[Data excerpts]

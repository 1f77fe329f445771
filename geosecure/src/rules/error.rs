// Copyright (c) 2024-2025 DeepGraph Inc.
// SPDX-License-Identifier: Apache-2.0
//
//! Error types for access rule parsing and persistence

use thiserror::Error;

#[derive(Error, Debug, Clone, PartialEq, Eq)]
pub enum RuleError {
    #[error("Invalid rule key '{key}': {reason}")]
    InvalidKey { key: String, reason: String },

    #[error("Unknown access mode '{mode}' in rule key '{key}'")]
    InvalidMode { key: String, mode: String },

    #[error("Unknown HTTP method '{method}' in rule key '{key}'")]
    InvalidMethod { key: String, method: String },

    #[error("Invalid path pattern '{pattern}': {reason}")]
    InvalidPattern { pattern: String, reason: String },

    #[error("IO error: {0}")]
    Io(String),

    #[error("Persistence error: {0}")]
    Persistence(String),
}

impl RuleError {
    pub(crate) fn invalid_key(key: &str, reason: impl Into<String>) -> Self {
        RuleError::InvalidKey {
            key: key.to_string(),
            reason: reason.into(),
        }
    }

    /// The rule key the error refers to, when it is about a single rule
    pub fn key(&self) -> Option<&str> {
        match self {
            RuleError::InvalidKey { key, .. }
            | RuleError::InvalidMode { key, .. }
            | RuleError::InvalidMethod { key, .. } => Some(key),
            RuleError::InvalidPattern { pattern, .. } => Some(pattern),
            _ => None,
        }
    }
}

impl From<std::io::Error> for RuleError {
    fn from(err: std::io::Error) -> Self {
        RuleError::Io(err.to_string())
    }
}

pub type RuleResult<T> = Result<T, RuleError>;
//! Authentications used across the integration tests

use geosecure::auth::{ROLE_ADMINISTRATOR, ROLE_AUTHENTICATED};
use geosecure::{Authentication, RequestContext, SecurityContext};

pub fn anonymous() -> Authentication {
    Authentication::anonymous()
}

pub fn reader() -> Authentication {
    Authentication::user("reader", ["READER", ROLE_AUTHENTICATED])
}

pub fn writer() -> Authentication {
    Authentication::user("writer", ["READER", "WRITER", ROLE_AUTHENTICATED])
}

pub fn military() -> Authentication {
    Authentication::user("colonel", ["MILITARY", ROLE_AUTHENTICATED])
}

pub fn admin() -> Authentication {
    Authentication::user("admin", [ROLE_ADMINISTRATOR, ROLE_AUTHENTICATED])
}

/// Every test user, with a label for assertion messages
pub fn all() -> Vec<(&'static str, Authentication)> {
    vec![
        ("anonymous", anonymous()),
        ("reader", reader()),
        ("writer", writer()),
        ("military", military()),
        ("admin", admin()),
    ]
}

/// No OWS request in progress
pub fn plain(auth: Authentication) -> SecurityContext {
    SecurityContext::new(auth, RequestContext::none())
}

pub fn wms(auth: Authentication, request: &str) -> SecurityContext {
    SecurityContext::new(auth, RequestContext::ows("WMS", request))
}

pub fn wfs(auth: Authentication, request: &str) -> SecurityContext {
    SecurityContext::new(auth, RequestContext::ows("WFS", request))
}

pub fn admin_request(auth: Authentication) -> SecurityContext {
    SecurityContext::new(auth, RequestContext::admin())
}
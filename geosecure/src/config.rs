// Copyright (c) 2024-2025 DeepGraph Inc.
// SPDX-License-Identifier: Apache-2.0
//
//! Security subsystem configuration

use crate::auth::{ROLE_ADMINISTRATOR, ROLE_GROUP_ADMIN};
use crate::rules::CatalogMode;
use serde::{Deserialize, Serialize};
use std::path::{Path, PathBuf};
use std::time::Duration;
use thiserror::Error;

/// Environment variable overriding [`SecurityConfig::data_dir`]
pub const ENV_DATA_DIR: &str = "GEOSECURE_DATA_DIR";

/// Environment variable overriding [`SecurityConfig::default_catalog_mode`]
pub const ENV_CATALOG_MODE: &str = "GEOSECURE_CATALOG_MODE";

#[derive(Error, Debug)]
pub enum ConfigError {
    #[error("IO error reading configuration: {0}")]
    Io(#[from] std::io::Error),

    #[error("Invalid configuration: {0}")]
    Parse(#[from] serde_json::Error),

    #[error("Invalid value '{value}' for {key}")]
    InvalidValue { key: String, value: String },
}

pub type ConfigResult<T> = Result<T, ConfigError>;

/// Whether layer groups whose members are all hidden are shown at all
#[derive(Debug, Clone, Copy, PartialEq, Eq, Default, Serialize, Deserialize)]
pub enum LayerGroupVisibility {
    /// Groups stay visible even when all their layers are filtered out
    #[default]
    HideNever,
    /// Groups with no visible layers left are hidden
    HideEmpty,
}

/// Global configuration
#[derive(Debug, Clone, PartialEq, Serialize, Deserialize)]
#[serde(default)]
pub struct SecurityConfig {
    /// Directory holding the rule property files
    pub data_dir: PathBuf,

    /// Data access rules file name, relative to `data_dir`
    pub layers_file: String,

    /// Service access rules file name
    pub services_file: String,

    /// REST access rules file name
    pub rest_file: String,

    /// Role that bypasses every check
    pub admin_role: String,

    /// Role administering users and groups
    pub group_admin_role: String,

    /// Treatment of layer groups emptied by security filtering
    pub layer_group_visibility: LayerGroupVisibility,

    /// Catalog mode used when the layers file does not set one
    pub default_catalog_mode: CatalogMode,

    /// Minimum time between checks of the rule files for external edits
    pub rules_check_interval_ms: u64,
}

impl Default for SecurityConfig {
    fn default() -> Self {
        Self {
            data_dir: PathBuf::from("security"),
            layers_file: "layers.properties".to_string(),
            services_file: "services.properties".to_string(),
            rest_file: "rest.properties".to_string(),
            admin_role: ROLE_ADMINISTRATOR.to_string(),
            group_admin_role: ROLE_GROUP_ADMIN.to_string(),
            layer_group_visibility: LayerGroupVisibility::HideNever,
            default_catalog_mode: CatalogMode::Hide,
            rules_check_interval_ms: 1000,
        }
    }
}

impl SecurityConfig {
    /// Load a JSON configuration file, then apply environment overrides
    pub fn from_file(path: &Path) -> ConfigResult<Self> {
        let text = std::fs::read_to_string(path)?;
        let mut config: SecurityConfig = serde_json::from_str(&text)?;
        config.apply_env_overrides()?;
        log::info!("Loaded security configuration from {}", path.display());
        Ok(config)
    }

    /// Configuration rooted at `data_dir` with every other setting defaulted
    pub fn with_data_dir(data_dir: impl Into<PathBuf>) -> Self {
        Self {
            data_dir: data_dir.into(),
            ..Self::default()
        }
    }

    pub fn apply_env_overrides(&mut self) -> ConfigResult<()> {
        if let Ok(dir) = std::env::var(ENV_DATA_DIR) {
            log::debug!("{} overrides data directory with {}", ENV_DATA_DIR, dir);
            self.data_dir = PathBuf::from(dir);
        }
        if let Ok(mode) = std::env::var(ENV_CATALOG_MODE) {
            self.default_catalog_mode =
                mode.parse().map_err(|_| ConfigError::InvalidValue {
                    key: ENV_CATALOG_MODE.to_string(),
                    value: mode.clone(),
                })?;
        }
        Ok(())
    }

    pub fn rules_check_interval(&self) -> Duration {
        Duration::from_millis(self.rules_check_interval_ms)
    }

    pub fn layers_path(&self) -> PathBuf {
        self.data_dir.join(&self.layers_file)
    }

    pub fn services_path(&self) -> PathBuf {
        self.data_dir.join(&self.services_file)
    }

    pub fn rest_path(&self) -> PathBuf {
        self.data_dir.join(&self.rest_file)
    }
}

#[cfg(test)]
mod tests {
    use super::*;
    use std::io::Write;

    #[test]
    fn test_defaults() {
        let config = SecurityConfig::default();
        assert_eq!(config.admin_role, ROLE_ADMINISTRATOR);
        assert_eq!(config.layer_group_visibility, LayerGroupVisibility::HideNever);
        assert_eq!(config.default_catalog_mode, CatalogMode::Hide);
        assert_eq!(config.rules_check_interval(), Duration::from_secs(1));
        assert_eq!(
            config.layers_path(),
            PathBuf::from("security").join("layers.properties")
        );
    }

    #[test]
    #[serial_test::serial]
    fn test_partial_file_uses_defaults() {
        let mut file = tempfile::NamedTempFile::new().unwrap();
        write!(
            file,
            r#"{{ "layer_group_visibility": "HideEmpty", "admin_role": "ROOT" }}"#
        )
        .unwrap();

        let config = SecurityConfig::from_file(file.path()).unwrap();
        assert_eq!(config.layer_group_visibility, LayerGroupVisibility::HideEmpty);
        assert_eq!(config.admin_role, "ROOT");
        assert_eq!(config.rest_file, "rest.properties");
    }

    #[test]
    #[serial_test::serial]
    fn test_env_overrides() {
        std::env::set_var(ENV_DATA_DIR, "/tmp/geosecure-env");
        std::env::set_var(ENV_CATALOG_MODE, "challenge");
        let mut config = SecurityConfig::default();
        let result = config.apply_env_overrides();
        std::env::remove_var(ENV_DATA_DIR);
        std::env::remove_var(ENV_CATALOG_MODE);

        result.unwrap();
        assert_eq!(config.data_dir, PathBuf::from("/tmp/geosecure-env"));
        assert_eq!(config.default_catalog_mode, CatalogMode::Challenge);
    }

    #[test]
    #[serial_test::serial]
    fn test_invalid_env_mode() {
        std::env::set_var(ENV_CATALOG_MODE, "sometimes");
        let mut config = SecurityConfig::default();
        let result = config.apply_env_overrides();
        std::env::remove_var(ENV_CATALOG_MODE);
        assert!(matches!(result, Err(ConfigError::InvalidValue { .. })));
    }
}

ABOUT THIS EXERCISE -
Where does "RequestContext" appear in the records above? Copy each line that holds it.

TASK OUTPUT -
use geosecure::{Authentication, RequestContext, SecurityContext};
    SecurityContext::new(auth, RequestContext::none())
    SecurityContext::new(auth, RequestContext::ows("WMS", request))
    SecurityContext::new(auth, RequestContext::ows("WFS", request))
    SecurityContext::new(auth, RequestContext::admin())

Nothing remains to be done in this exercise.